Pero detrás de esta fiesta desbordante late una pregunta incómoda: ¿por qué la Iglesia católica, tan represora de los instintos durante siglos, tolera —incluso bendice— estos excesos? La respuesta yace en la sabiduría antropológica de las religiones populares: comprenden que el ser humano necesita válvulas de escape periódicas para soportar el yugo de la moral cotidiana.

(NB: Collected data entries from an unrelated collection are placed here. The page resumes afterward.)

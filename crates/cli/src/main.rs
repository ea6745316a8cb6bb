//! RocketShoes CLI - Inspect and edit the local cart.
//!
//! # Usage
//!
//! ```bash
//! # Show the cart
//! rs-cart show
//!
//! # Add one unit of product 5
//! rs-cart add 5
//!
//! # Set product 5 to three units
//! rs-cart update 5 3
//!
//! # Remove product 5
//! rs-cart remove 5
//! ```
//!
//! Rejected or failed operations print a notice and leave the cart as it was.
//! The process only exits non-zero when configuration or setup fails.

#![cfg_attr(not(test), forbid(unsafe_code))]

use clap::{Parser, Subcommand};
use rocketshoes_cart::CartConfig;
use rocketshoes_core::ProductId;
use sentry::integrations::tracing as sentry_tracing;
use tracing_subscriber::{layer::SubscriberExt, util::SubscriberInitExt};

mod commands;

#[derive(Parser)]
#[command(name = "rs-cart")]
#[command(author, version, about = "RocketShoes cart tools")]
struct Cli {
    #[command(subcommand)]
    command: Commands,
}

#[derive(Subcommand)]
pub enum Commands {
    /// Show the cart
    Show,
    /// Add one unit of a product
    Add {
        /// Product ID
        product_id: ProductId,
    },
    /// Remove a product from the cart
    Remove {
        /// Product ID
        product_id: ProductId,
    },
    /// Set the amount of a product already in the cart
    Update {
        /// Product ID
        product_id: ProductId,

        /// New amount (zero or less is ignored)
        #[arg(allow_negative_numbers = true)]
        amount: i64,
    },
}

/// Initialize Sentry error tracking and return guard that must be kept alive.
fn init_sentry(config: &CartConfig) -> Option<sentry::ClientInitGuard> {
    let dsn = config.sentry_dsn.as_ref()?;

    let guard = sentry::init((
        dsn.as_str(),
        sentry::ClientOptions {
            release: sentry::release_name!(),
            attach_stacktrace: true,
            ..Default::default()
        },
    ));

    Some(guard)
}

/// Filter tracing events to Sentry event types.
fn sentry_event_filter(metadata: &tracing::Metadata<'_>) -> sentry_tracing::EventFilter {
    sentry_filter_for_level(*metadata.level())
}

fn sentry_filter_for_level(level: tracing::Level) -> sentry_tracing::EventFilter {
    match level {
        tracing::Level::ERROR | tracing::Level::WARN => sentry_tracing::EventFilter::Event,
        tracing::Level::INFO | tracing::Level::DEBUG => sentry_tracing::EventFilter::Breadcrumb,
        _ => sentry_tracing::EventFilter::Ignore,
    }
}

fn init_tracing() {
    // Logs go to stderr so stdout only carries the cart
    let env_filter = tracing_subscriber::EnvFilter::try_from_default_env()
        .unwrap_or_else(|_| "rocketshoes_cart=warn,rs_cart=info".into());

    tracing_subscriber::registry()
        .with(env_filter)
        .with(tracing_subscriber::fmt::layer().with_writer(std::io::stderr))
        .with(sentry_tracing::layer().event_filter(sentry_event_filter))
        .init();
}

#[tokio::main]
async fn main() {
    let cli = Cli::parse();

    let config = match CartConfig::from_env() {
        Ok(config) => config,
        Err(e) => {
            init_tracing();
            tracing::error!("Failed to load configuration: {e}");
            std::process::exit(1);
        }
    };

    // Sentry must be initialized before the tracing subscriber
    let _sentry_guard = init_sentry(&config);
    init_tracing();

    if let Err(e) = commands::cart::run(&config, cli.command).await {
        tracing::error!("Command failed: {e}");
        std::process::exit(1);
    }
}
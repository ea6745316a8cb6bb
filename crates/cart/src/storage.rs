//! Persistence Store: a string key-value blob store.
//!
//! The cart lives under a single key as a JSON array, the same way the
//! browser storefront kept it in local storage. [`FileStore`] keeps every key
//! in one JSON object on disk; [`MemoryStore`] is an in-process map.

use std::collections::{BTreeMap, HashMap};
use std::io::{ErrorKind, Write};
use std::path::{Path, PathBuf};
use std::sync::{Arc, Mutex, PoisonError};

use rocketshoes_core::Cart;
use tempfile::NamedTempFile;
use thiserror::Error;

/// Errors from reading or writing the store.
#[derive(Debug, Error)]
pub enum StorageError {
    /// Filesystem operation failed.
    #[error("I/O error on {path}: {source}")]
    Io {
        path: PathBuf,
        #[source]
        source: std::io::Error,
    },

    /// The backing file is not a JSON object of strings.
    #[error("Corrupt storage file {path}: {source}")]
    Parse {
        path: PathBuf,
        #[source]
        source: serde_json::Error,
    },

    /// Value could not be encoded.
    #[error("Serialization error: {0}")]
    Serialize(#[from] serde_json::Error),
}

/// Simple get/set string store.
pub trait KeyValueStore: Send + Sync {
    /// Read the value for `key`, `None` if it was never set.
    ///
    /// # Errors
    ///
    /// Returns an error if the backing medium cannot be read.
    fn get(&self, key: &str) -> Result<Option<String>, StorageError>;

    /// Replace the value for `key`.
    ///
    /// # Errors
    ///
    /// Returns an error if the backing medium cannot be written.
    fn set(&self, key: &str, value: &str) -> Result<(), StorageError>;
}

impl<S: KeyValueStore + ?Sized> KeyValueStore for Arc<S> {
    fn get(&self, key: &str) -> Result<Option<String>, StorageError> {
        (**self).get(key)
    }

    fn set(&self, key: &str, value: &str) -> Result<(), StorageError> {
        (**self).set(key, value)
    }
}

// =============================================================================
// FileStore
// =============================================================================

/// Key-value store backed by a single JSON file.
///
/// Every `set` rewrites the whole file through a fresh temp file that is
/// renamed over it, so a crash or a concurrent writer never leaves partial
/// JSON behind.
#[derive(Debug)]
pub struct FileStore {
    path: PathBuf,
    // Serializes read-modify-write cycles within this process.
    lock: Mutex<()>,
}

impl FileStore {
    /// Open a store at `path`. The file is created on first write.
    #[must_use]
    pub fn new(path: impl Into<PathBuf>) -> Self {
        Self {
            path: path.into(),
            lock: Mutex::new(()),
        }
    }

    #[must_use]
    pub fn path(&self) -> &Path {
        &self.path
    }

    fn read_all(&self) -> Result<BTreeMap<String, String>, StorageError> {
        let contents = match std::fs::read_to_string(&self.path) {
            Ok(contents) => contents,
            Err(e) if e.kind() == ErrorKind::NotFound => return Ok(BTreeMap::new()),
            Err(source) => {
                return Err(StorageError::Io {
                    path: self.path.clone(),
                    source,
                });
            }
        };

        if contents.trim().is_empty() {
            return Ok(BTreeMap::new());
        }

        serde_json::from_str(&contents).map_err(|source| StorageError::Parse {
            path: self.path.clone(),
            source,
        })
    }

    fn write_entries(&self, entries: &BTreeMap<String, String>) -> Result<(), StorageError> {
        let io_err = |source| StorageError::Io {
            path: self.path.clone(),
            source,
        };

        let dir = match self.path.parent() {
            Some(parent) if !parent.as_os_str().is_empty() => parent,
            _ => Path::new("."),
        };
        std::fs::create_dir_all(dir).map_err(io_err)?;

        let body = serde_json::to_string_pretty(entries)?;

        // Unique temp file in the same directory so the rename stays atomic
        let mut tmp = NamedTempFile::new_in(dir).map_err(io_err)?;
        tmp.write_all(body.as_bytes()).map_err(io_err)?;
        tmp.persist(&self.path).map_err(|e| io_err(e.error))?;
        Ok(())
    }
}

impl KeyValueStore for FileStore {
    fn get(&self, key: &str) -> Result<Option<String>, StorageError> {
        let _guard = self.lock.lock().unwrap_or_else(PoisonError::into_inner);
        Ok(self.read_all()?.remove(key))
    }

    fn set(&self, key: &str, value: &str) -> Result<(), StorageError> {
        let _guard = self.lock.lock().unwrap_or_else(PoisonError::into_inner);
        let mut entries = self.read_all()?;
        entries.insert(key.to_string(), value.to_string());
        self.write_entries(&entries)
    }
}

// =============================================================================
// MemoryStore
// =============================================================================

/// In-process key-value store. Clones share the same entries.
#[derive(Debug, Clone, Default)]
pub struct MemoryStore {
    entries: Arc<Mutex<HashMap<String, String>>>,
}

impl MemoryStore {
    #[must_use]
    pub fn new() -> Self {
        Self::default()
    }

    /// Number of stored keys.
    #[must_use]
    pub fn len(&self) -> usize {
        self.entries
            .lock()
            .unwrap_or_else(PoisonError::into_inner)
            .len()
    }

    #[must_use]
    pub fn is_empty(&self) -> bool {
        self.len() == 0
    }
}

impl KeyValueStore for MemoryStore {
    fn get(&self, key: &str) -> Result<Option<String>, StorageError> {
        Ok(self
            .entries
            .lock()
            .unwrap_or_else(PoisonError::into_inner)
            .get(key)
            .cloned())
    }

    fn set(&self, key: &str, value: &str) -> Result<(), StorageError> {
        self.entries
            .lock()
            .unwrap_or_else(PoisonError::into_inner)
            .insert(key.to_string(), value.to_string());
        Ok(())
    }
}

// =============================================================================
// Cart snapshots
// =============================================================================

/// Restore the cart snapshot stored under `key`.
///
/// A missing, unreadable, or unparsable snapshot yields an empty cart.
pub fn load_cart<S: KeyValueStore + ?Sized>(store: &S, key: &str) -> Cart {
    let raw = match store.get(key) {
        Ok(Some(raw)) => raw,
        Ok(None) => {
            tracing::debug!(key, "No stored cart, starting empty");
            return Cart::new();
        }
        Err(e) => {
            tracing::warn!(key, error = %e, "Failed to read stored cart, starting empty");
            return Cart::new();
        }
    };

    match serde_json::from_str::<Cart>(&raw) {
        Ok(cart) => {
            tracing::debug!(key, items = cart.len(), "Restored cart");
            cart
        }
        Err(e) => {
            tracing::warn!(key, error = %e, "Stored cart is not valid JSON, starting empty");
            Cart::new()
        }
    }
}

/// Serialize `cart` and write it under `key`, replacing the prior snapshot.
///
/// # Errors
///
/// Returns an error if the store cannot be written.
pub fn save_cart<S: KeyValueStore + ?Sized>(
    store: &S,
    key: &str,
    cart: &Cart,
) -> Result<(), StorageError> {
    let body = serde_json::to_string(cart)?;
    store.set(key, &body)
}
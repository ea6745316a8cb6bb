//! Persist-on-change: writes each committed cart snapshot to storage.
//!
//! The persister is decoupled from the operations. It only watches the
//! manager's change channel, so every mutation path is persisted without the
//! operations knowing about storage.

use std::sync::Arc;

use tokio::sync::watch;
use tokio::task::JoinHandle;
use tracing::{debug, error, instrument};

use crate::manager::CartSnapshot;
use crate::storage::{KeyValueStore, save_cart};

/// Writes cart snapshots under a fixed key.
pub struct CartPersister<S> {
    store: Arc<S>,
    key: String,
    changes: watch::Receiver<CartSnapshot>,
    last_written: CartSnapshot,
}

impl<S: KeyValueStore + 'static> CartPersister<S> {
    /// Create a persister for the cart behind `changes`.
    ///
    /// The snapshot current at this point is taken as already stored.
    #[must_use]
    pub fn new(store: S, key: impl Into<String>, changes: watch::Receiver<CartSnapshot>) -> Self {
        let last_written = Arc::clone(&changes.borrow());

        Self {
            store: Arc::new(store),
            key: key.into(),
            changes,
            last_written,
        }
    }

    /// Persist every new snapshot until the cart is dropped.
    ///
    /// A write is skipped when the published snapshot is the same `Arc` as
    /// the last one written. Snapshots committed in quick succession may be
    /// coalesced; the latest one is always written. Once every
    /// [`CartManager`] handle is dropped, any unseen snapshot is written and
    /// the loop ends.
    ///
    /// Writes run on the blocking pool, one at a time and in commit order.
    ///
    /// [`CartManager`]: crate::manager::CartManager
    #[instrument(skip_all, fields(key = %self.key))]
    pub async fn run(mut self) {
        while self.changes.changed().await.is_ok() {
            let snapshot = Arc::clone(&self.changes.borrow_and_update());
            if Arc::ptr_eq(&snapshot, &self.last_written) {
                continue;
            }

            self.write(Arc::clone(&snapshot)).await;
            self.last_written = snapshot;
        }

        debug!("Cart dropped, persister stopped");
    }

    /// Run the persister on the current tokio runtime.
    pub fn spawn(self) -> JoinHandle<()> {
        tokio::spawn(self.run())
    }

    async fn write(&self, snapshot: CartSnapshot) {
        let store = Arc::clone(&self.store);
        let key = self.key.clone();
        let items = snapshot.len();

        let result =
            tokio::task::spawn_blocking(move || save_cart(&*store, &key, &snapshot)).await;

        match result {
            Ok(Ok(())) => debug!(items, "Persisted cart"),
            // Cart state is unaffected; the next change retries the write
            Ok(Err(e)) => error!(error = %e, "Failed to persist cart"),
            Err(e) => error!(error = %e, "Cart write task failed"),
        }
    }
}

Como escribió Dostoyevski en Los demonios, "si Dios no existe, todo está permitido"; los carnavales latinoamericanos responden: "Dios existe, por eso se permite todo... por unos días".


El martes de Carnaval, cuando las últimas comparsas se desvanecen y las calles amanecen cubiertas de confeti como un campo de batalla postcoital, llega el momento más filosófico de todos: el miércoles de Ceniza. Es entonces, cuando el sacerdote traza esa cruz de polvo en las frentes sudorosas de los fieles recordando "polvo eres y en polvo te convertirás", que se revela el verdadero genio de esta tradición. Los carnavales no son la antítesis de lo religioso, sino su complemento necesario, como la risa es complemento del llanto en la condición humana.


En una era de capitalismo tardío donde lo sagrado se ha reducido a mercancía espiritual new age, los carnavales latinoamericanos siguen siendo una de las últimas experiencias auténticamente trascendentes. No porque nos acerquen a Dios mediante la abstinencia, sino porque nos recuerdan que, como escribió San Agustín, "el corazón humano está inquieto hasta que descansa en Ti", incluso si para llegar a ese descanso debe pasar primero por el caos orgiástico de la fiesta. Dos mil años después de que Dioniso y Cristo iniciaran su extraño baile en el imaginario occidental, Latinoamérica sigue siendo el mejor escenario para esa obra donde lo divino y lo humano, lo casto y lo lascivo, la ceniza y la pluma, se funden en un solo grito de vida frente a la muerte.